My adventure into the world of computers started with an obscure machines called a TI99-4, that was Texas Instruments answer to the home computer market opened up by the creation of the Apple II, against the like of Commodore and Atari.

TI 994 Computer

It had an even earlier version of Microsofts basic than the Spectravideo and MSX machines that would come after it.  But for the time it had quite good graphics with 32 x 24 text 16 colours, 40 x 24 text 2 colours  and 256 x 192 and hardware sprites!  Sounds familiar, what was the main processor in the TI-994, but an earlier version of our familiar VPD i.e TMS 9900A but being used as the main processor. 

TMS 9900 Processor 

Trouble was the Basic language that came with the machine, was very (very) slow, being a young teen I could not afford the Advanced Basic cartridge that contained automatic sprite movement and collision detection, so I was stuck with what I had.  I remember staying up all one weekend with a friend making a program that would simulate a Saturn V launch, with each stage leading up to a final landing on the moon.  A completely automated sequence, but we made the graphics ourselves and we though it was so cool!  This machine gave me a very good grounding on creating graphics out of programmable character sets.

When I first saw the advertisements for the Spectravideo SV-318 computer, I was amazed at it's feature set, including the use of two processors and all of the RAM it offered, way more than other machines at the time.

After taking home the machine and playing to death the two games that came out at the time of the systems release, I immediately yearned for more games, like the large catalogue of titles available for the Atari and Intelivision consoles, plus of course the hand held game and watch games.

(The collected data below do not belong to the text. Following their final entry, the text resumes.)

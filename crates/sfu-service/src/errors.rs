//! SFU service error types.
//!
//! Every error that reaches a client is converted into an `ERROR` response
//! carrying a stable wire code from [`SfuError::error_code`]. Engine and
//! internal details are logged server-side but not exposed to clients.

use crate::engine::EngineError;
use common::types::{ConsumerId, ParticipantId, ProducerId, RoomId, TransportId};
use signaling_protocol::CodecError;
use thiserror::Error;

/// SFU service error type.
#[derive(Debug, Error)]
pub enum SfuError {
    /// Frame could not be read as a JSON object.
    #[error("Malformed frame: {0}")]
    Malformed(String),

    /// Request did not name a room.
    #[error("Request has no room id")]
    MissingRoomId,

    /// Request needs a participant id but has none.
    #[error("Request has no participant id")]
    MissingParticipantId,

    /// `type` is absent or not a request type.
    #[error("Unknown message type: {0}")]
    UnknownType(String),

    /// Known request type with invalid fields.
    #[error("Invalid payload: {0}")]
    InvalidPayload(String),

    /// Connection is bound to a different room.
    #[error("Connection is bound to room {bound}, request named {requested}")]
    RoomMismatch { bound: RoomId, requested: RoomId },

    /// Connection is bound to a different participant.
    #[error("Participant mismatch: {0}")]
    ParticipantMismatch(ParticipantId),

    /// Room has reached its peer cap.
    #[error("Room {0} is full")]
    RoomFull(RoomId),

    /// Peer has reached its producer cap.
    #[error("Producer limit reached for {0}")]
    ProducerLimit(ParticipantId),

    #[error("Transport not found: {0}")]
    TransportNotFound(TransportId),

    #[error("Producer not found: {0}")]
    ProducerNotFound(ProducerId),

    /// Consumer capabilities are incompatible with the producer.
    #[error("Cannot consume producer {0}")]
    CannotConsume(ProducerId),

    #[error("Consumer not found: {0}")]
    ConsumerNotFound(ConsumerId),

    /// Forwarding engine failure.
    #[error("Engine error: {0}")]
    Engine(#[from] EngineError),

    /// Configuration error.
    #[error("Configuration error: {0}")]
    Config(String),

    /// Socket or listener failure.
    #[error("I/O error: {0}")]
    Io(String),

    /// Internal error.
    #[error("Internal error: {0}")]
    Internal(String),
}

impl SfuError {
    /// Returns the wire error code for this error.
    pub fn error_code(&self) -> &'static str {
        match self {
            SfuError::Malformed(_) => "MALFORMED",
            SfuError::MissingRoomId => "NO_ROOM_ID",
            SfuError::MissingParticipantId => "NO_PARTICIPANT_ID",
            SfuError::UnknownType(_) => "UNKNOWN_TYPE",
            SfuError::InvalidPayload(_) => "INVALID_PAYLOAD",
            SfuError::RoomMismatch { .. } => "ROOM_MISMATCH",
            SfuError::ParticipantMismatch(_) => "PARTICIPANT_MISMATCH",
            SfuError::RoomFull(_) => "ROOM_FULL",
            SfuError::ProducerLimit(_) => "PRODUCER_LIMIT",
            SfuError::TransportNotFound(_) => "TRANSPORT_NOT_FOUND",
            SfuError::ProducerNotFound(_) => "PRODUCER_NOT_FOUND",
            SfuError::CannotConsume(_) => "CANNOT_CONSUME",
            SfuError::ConsumerNotFound(_) => "CONSUMER_NOT_FOUND",
            SfuError::Engine(_) => "ENGINE_ERROR",
            SfuError::Config(_) | SfuError::Io(_) | SfuError::Internal(_) => "INTERNAL_ERROR",
        }
    }

    /// Returns a client-safe error message (no internal details).
    pub fn client_message(&self) -> String {
        match self {
            SfuError::Engine(_) => "Media engine rejected the request".to_string(),
            SfuError::Config(_) | SfuError::Io(_) | SfuError::Internal(_) => {
                "An internal error occurred".to_string()
            }
            other => other.to_string(),
        }
    }
}

impl From<CodecError> for SfuError {
    fn from(err: CodecError) -> Self {
        match err {
            CodecError::Malformed(msg) => SfuError::Malformed(msg),
            CodecError::UnknownType(t) => SfuError::UnknownType(t),
            CodecError::InvalidPayload {
                message_type,
                reason,
            } => SfuError::InvalidPayload(format!("{message_type}: {reason}")),
            CodecError::Serialize(e) => SfuError::Internal(format!("serialization: {e}")),
        }
    }
}
//! In-process forwarding engine.
//!
//! Implements the full capability surface without moving media: it mints
//! ids and ICE/DTLS parameters, validates codecs against the router's set,
//! tracks which producers are open so consumers can be checked and resumed,
//! and counts open objects. Tests can make upcoming `close()` calls fail to
//! exercise best-effort teardown.

use super::{
    EngineConsumer, EngineError, EngineProducer, ForwardingEngine, Router, TransportOptions,
    WebRtcTransport,
};
use async_trait::async_trait;
use common::types::{ConsumerId, ProducerId, TransportId};
use parking_lot::Mutex;
use rand::distributions::Alphanumeric;
use rand::Rng;
use signaling_protocol::rtp::{
    DtlsFingerprint, DtlsParameters, DtlsRole, IceCandidate, IceParameters, IceProtocol,
    MediaKind, RtpCapabilities, RtpCodecCapability, RtpCodecParameters, RtpEncodingParameters,
    RtpParameters, TransportParams,
};
use std::collections::HashMap;
use std::sync::atomic::{AtomicBool, AtomicU16, AtomicU32, AtomicUsize, Ordering};
use std::sync::Arc;
use tracing::debug;

/// First port handed out to transport candidates.
const FIRST_MEDIA_PORT: u16 = 40_000;

/// Counts of open engine objects.
#[derive(Debug, Clone, Copy, Default, PartialEq, Eq)]
pub struct EngineStats {
    pub routers: usize,
    pub transports: usize,
    pub producers: usize,
    pub consumers: usize,
}

#[derive(Debug)]
struct EngineShared {
    routers: AtomicUsize,
    transports: AtomicUsize,
    producers: AtomicUsize,
    consumers: AtomicUsize,
    pending_close_failures: AtomicUsize,
    next_port: AtomicU16,
    next_mid: AtomicU32,
}

impl EngineShared {
    fn take_close_failure(&self) -> bool {
        self.pending_close_failures
            .fetch_update(Ordering::SeqCst, Ordering::SeqCst, |n| n.checked_sub(1))
            .is_ok()
    }

    /// Mark an object closed once, honoring injected failures.
    fn close_object(
        &self,
        closed: &AtomicBool,
        counter: &AtomicUsize,
        what: &str,
    ) -> Result<bool, EngineError> {
        if closed.load(Ordering::SeqCst) {
            return Ok(false);
        }
        if self.take_close_failure() {
            return Err(EngineError::CloseFailed(what.to_string()));
        }
        if closed.swap(true, Ordering::SeqCst) {
            return Ok(false);
        }
        counter.fetch_sub(1, Ordering::SeqCst);
        Ok(true)
    }
}

/// In-process engine. Cloning shares the same counters.
#[derive(Debug, Clone)]
pub struct LoopbackEngine {
    shared: Arc<EngineShared>,
}

impl Default for LoopbackEngine {
    fn default() -> Self {
        Self::new()
    }
}

impl LoopbackEngine {
    #[must_use]
    pub fn new() -> Self {
        Self {
            shared: Arc::new(EngineShared {
                routers: AtomicUsize::new(0),
                transports: AtomicUsize::new(0),
                producers: AtomicUsize::new(0),
                consumers: AtomicUsize::new(0),
                pending_close_failures: AtomicUsize::new(0),
                next_port: AtomicU16::new(FIRST_MEDIA_PORT),
                next_mid: AtomicU32::new(0),
            }),
        }
    }

    /// Snapshot of currently open objects.
    #[must_use]
    pub fn stats(&self) -> EngineStats {
        EngineStats {
            routers: self.shared.routers.load(Ordering::SeqCst),
            transports: self.shared.transports.load(Ordering::SeqCst),
            producers: self.shared.producers.load(Ordering::SeqCst),
            consumers: self.shared.consumers.load(Ordering::SeqCst),
        }
    }

    /// Make the next `count` close calls on any object fail.
    pub fn fail_next_closes(&self, count: usize) {
        self.shared
            .pending_close_failures
            .store(count, Ordering::SeqCst);
    }
}

#[async_trait]
impl ForwardingEngine for LoopbackEngine {
    async fn create_router(
        &self,
        media_codecs: Vec<RtpCodecCapability>,
    ) -> Result<Arc<dyn Router>, EngineError> {
        if media_codecs.is_empty() {
            return Err(EngineError::InvalidParameters(
                "router needs at least one codec".to_string(),
            ));
        }
        self.shared.routers.fetch_add(1, Ordering::SeqCst);
        let router = LoopbackRouter {
            id: uuid::Uuid::new_v4().to_string(),
            state: Arc::new(RouterState {
                capabilities: RtpCapabilities {
                    codecs: media_codecs,
                },
                producers: Mutex::new(HashMap::new()),
            }),
            shared: Arc::clone(&self.shared),
            closed: AtomicBool::new(false),
        };
        debug!(target: "sfu.engine", router_id = %router.id, "Router created");
        Ok(Arc::new(router))
    }
}

#[derive(Debug, Clone)]
struct ProducerRecord {
    kind: MediaKind,
    codec: RtpCodecParameters,
}

#[derive(Debug)]
struct RouterState {
    capabilities: RtpCapabilities,
    producers: Mutex<HashMap<ProducerId, ProducerRecord>>,
}

impl RouterState {
    fn producer(&self, producer_id: &ProducerId) -> Option<ProducerRecord> {
        self.producers.lock().get(producer_id).cloned()
    }

    /// Capability entry of `rtp_capabilities` that can receive the producer.
    fn consumable_codec(
        &self,
        producer_id: &ProducerId,
        rtp_capabilities: &RtpCapabilities,
    ) -> Option<(ProducerRecord, RtpCodecCapability)> {
        let record = self.producer(producer_id)?;
        let matched = rtp_capabilities
            .find_matching(&record.codec.as_capability(record.kind))?
            .clone();
        Some((record, matched))
    }
}

struct LoopbackRouter {
    id: String,
    state: Arc<RouterState>,
    shared: Arc<EngineShared>,
    closed: AtomicBool,
}

#[async_trait]
impl Router for LoopbackRouter {
    fn rtp_capabilities(&self) -> RtpCapabilities {
        self.state.capabilities.clone()
    }

    fn can_consume(&self, producer_id: &ProducerId, rtp_capabilities: &RtpCapabilities) -> bool {
        self.state
            .consumable_codec(producer_id, rtp_capabilities)
            .is_some()
    }

    async fn create_webrtc_transport(
        &self,
        options: &TransportOptions,
    ) -> Result<Box<dyn WebRtcTransport>, EngineError> {
        if self.closed.load(Ordering::SeqCst) {
            return Err(EngineError::Closed(format!("router {}", self.id)));
        }

        let id = TransportId::generate();
        let port = self.shared.next_port.fetch_add(1, Ordering::SeqCst);
        let params = TransportParams {
            id: id.clone(),
            ice_parameters: IceParameters {
                username_fragment: random_token(16),
                password: random_token(32),
                ice_lite: true,
            },
            ice_candidates: build_candidates(options, port),
            dtls_parameters: DtlsParameters {
                role: DtlsRole::Auto,
                fingerprints: vec![random_fingerprint()],
            },
        };

        self.shared.transports.fetch_add(1, Ordering::SeqCst);
        debug!(target: "sfu.engine", transport_id = %id, port, "Transport created");

        Ok(Box::new(LoopbackTransport {
            id,
            params,
            router: Arc::clone(&self.state),
            shared: Arc::clone(&self.shared),
            connected: AtomicBool::new(false),
            closed: AtomicBool::new(false),
        }))
    }

    fn close(&self) -> Result<(), EngineError> {
        self.shared
            .close_object(&self.closed, &self.shared.routers, "router")
            .map(|_| ())
    }
}

fn random_token(len: usize) -> String {
    rand::thread_rng()
        .sample_iter(&Alphanumeric)
        .take(len)
        .map(char::from)
        .collect()
}

fn random_fingerprint() -> DtlsFingerprint {
    let bytes: [u8; 32] = rand::thread_rng().gen();
    let value = bytes
        .iter()
        .map(|b| format!("{b:02X}"))
        .collect::<Vec<_>>()
        .join(":");
    DtlsFingerprint {
        algorithm: "sha-256".to_string(),
        value,
    }
}

fn build_candidates(options: &TransportOptions, port: u16) -> Vec<IceCandidate> {
    let ip = options.announced_ip.unwrap_or(options.listen_ip).to_string();
    let (udp_priority, tcp_priority) = if options.prefer_udp {
        (1_076_302_079, 1_076_276_479)
    } else {
        (1_076_276_479, 1_076_302_079)
    };

    let mut candidates = Vec::with_capacity(2);
    if options.enable_udp {
        candidates.push(IceCandidate {
            foundation: "udpcandidate".to_string(),
            priority: udp_priority,
            ip: ip.clone(),
            protocol: IceProtocol::Udp,
            port,
            candidate_type: "host".to_string(),
        });
    }
    if options.enable_tcp {
        candidates.push(IceCandidate {
            foundation: "tcpcandidate".to_string(),
            priority: tcp_priority,
            ip,
            protocol: IceProtocol::Tcp,
            port,
            candidate_type: "host".to_string(),
        });
    }
    candidates
}

struct LoopbackTransport {
    id: TransportId,
    params: TransportParams,
    router: Arc<RouterState>,
    shared: Arc<EngineShared>,
    connected: AtomicBool,
    closed: AtomicBool,
}

impl LoopbackTransport {
    fn ensure_open(&self) -> Result<(), EngineError> {
        if self.closed.load(Ordering::SeqCst) {
            return Err(EngineError::Closed(format!("transport {}", self.id)));
        }
        Ok(())
    }
}

#[async_trait]
impl WebRtcTransport for LoopbackTransport {
    fn id(&self) -> &TransportId {
        &self.id
    }

    fn params(&self) -> TransportParams {
        self.params.clone()
    }

    async fn connect(&self, dtls_parameters: DtlsParameters) -> Result<(), EngineError> {
        self.ensure_open()?;
        if dtls_parameters.fingerprints.is_empty() {
            return Err(EngineError::InvalidParameters(
                "dtlsParameters has no fingerprints".to_string(),
            ));
        }
        if self.connected.swap(true, Ordering::SeqCst) {
            return Err(EngineError::AlreadyConnected(self.id.clone()));
        }
        Ok(())
    }

    async fn produce(
        &self,
        kind: MediaKind,
        rtp_parameters: RtpParameters,
    ) -> Result<Box<dyn EngineProducer>, EngineError> {
        self.ensure_open()?;
        let codec = rtp_parameters
            .primary_codec()
            .ok_or_else(|| EngineError::InvalidParameters("rtpParameters has no codecs".to_string()))?
            .clone();
        if !self.router.capabilities.accepts(kind, &codec) {
            return Err(EngineError::UnsupportedCodec(codec.mime_type));
        }

        let id = ProducerId::generate();
        self.router
            .producers
            .lock()
            .insert(id.clone(), ProducerRecord { kind, codec });
        self.shared.producers.fetch_add(1, Ordering::SeqCst);

        Ok(Box::new(LoopbackProducer {
            id,
            kind,
            router: Arc::clone(&self.router),
            shared: Arc::clone(&self.shared),
            closed: AtomicBool::new(false),
        }))
    }

    async fn consume(
        &self,
        producer_id: &ProducerId,
        rtp_capabilities: &RtpCapabilities,
        paused: bool,
    ) -> Result<Box<dyn EngineConsumer>, EngineError> {
        self.ensure_open()?;
        if self.router.producer(producer_id).is_none() {
            return Err(EngineError::UnknownProducer(producer_id.clone()));
        }
        let (record, matched) = self
            .router
            .consumable_codec(producer_id, rtp_capabilities)
            .ok_or_else(|| EngineError::IncompatibleCapabilities(producer_id.clone()))?;

        let mid = self.shared.next_mid.fetch_add(1, Ordering::SeqCst);
        let rtp_parameters = RtpParameters {
            mid: Some(mid.to_string()),
            codecs: vec![RtpCodecParameters {
                mime_type: matched.mime_type.clone(),
                payload_type: matched
                    .preferred_payload_type
                    .unwrap_or(record.codec.payload_type),
                clock_rate: matched.clock_rate,
                channels: matched.channels,
            }],
            encodings: vec![RtpEncodingParameters {
                ssrc: rand::thread_rng().gen(),
            }],
        };

        self.shared.consumers.fetch_add(1, Ordering::SeqCst);
        Ok(Box::new(LoopbackConsumer {
            id: ConsumerId::generate(),
            producer_id: producer_id.clone(),
            kind: record.kind,
            rtp_parameters,
            router: Arc::clone(&self.router),
            shared: Arc::clone(&self.shared),
            paused: AtomicBool::new(paused),
            closed: AtomicBool::new(false),
        }))
    }

    fn close(&self) -> Result<(), EngineError> {
        self.shared
            .close_object(&self.closed, &self.shared.transports, "transport")
            .map(|_| ())
    }
}

struct LoopbackProducer {
    id: ProducerId,
    kind: MediaKind,
    router: Arc<RouterState>,
    shared: Arc<EngineShared>,
    closed: AtomicBool,
}

impl EngineProducer for LoopbackProducer {
    fn id(&self) -> &ProducerId {
        &self.id
    }

    fn kind(&self) -> MediaKind {
        self.kind
    }

    fn close(&self) -> Result<(), EngineError> {
        if self
            .shared
            .close_object(&self.closed, &self.shared.producers, "producer")?
        {
            self.router.producers.lock().remove(&self.id);
        }
        Ok(())
    }
}

struct LoopbackConsumer {
    id: ConsumerId,
    producer_id: ProducerId,
    kind: MediaKind,
    rtp_parameters: RtpParameters,
    router: Arc<RouterState>,
    shared: Arc<EngineShared>,
    paused: AtomicBool,
    closed: AtomicBool,
}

Thus the 1st phase of titles that would later be badged under the name of 'Electric Adventures' was born, all written completely in Basic of course, but a start none the less.

A Spectravideo 328 followed with its larger memory, proper keyboard and associated perhiperals (floppy disk drives) and soon the limitations of just using Basic for the games became too much.  I started extending the Basic by adding automatic sprite movement and collision detection routines in machine code.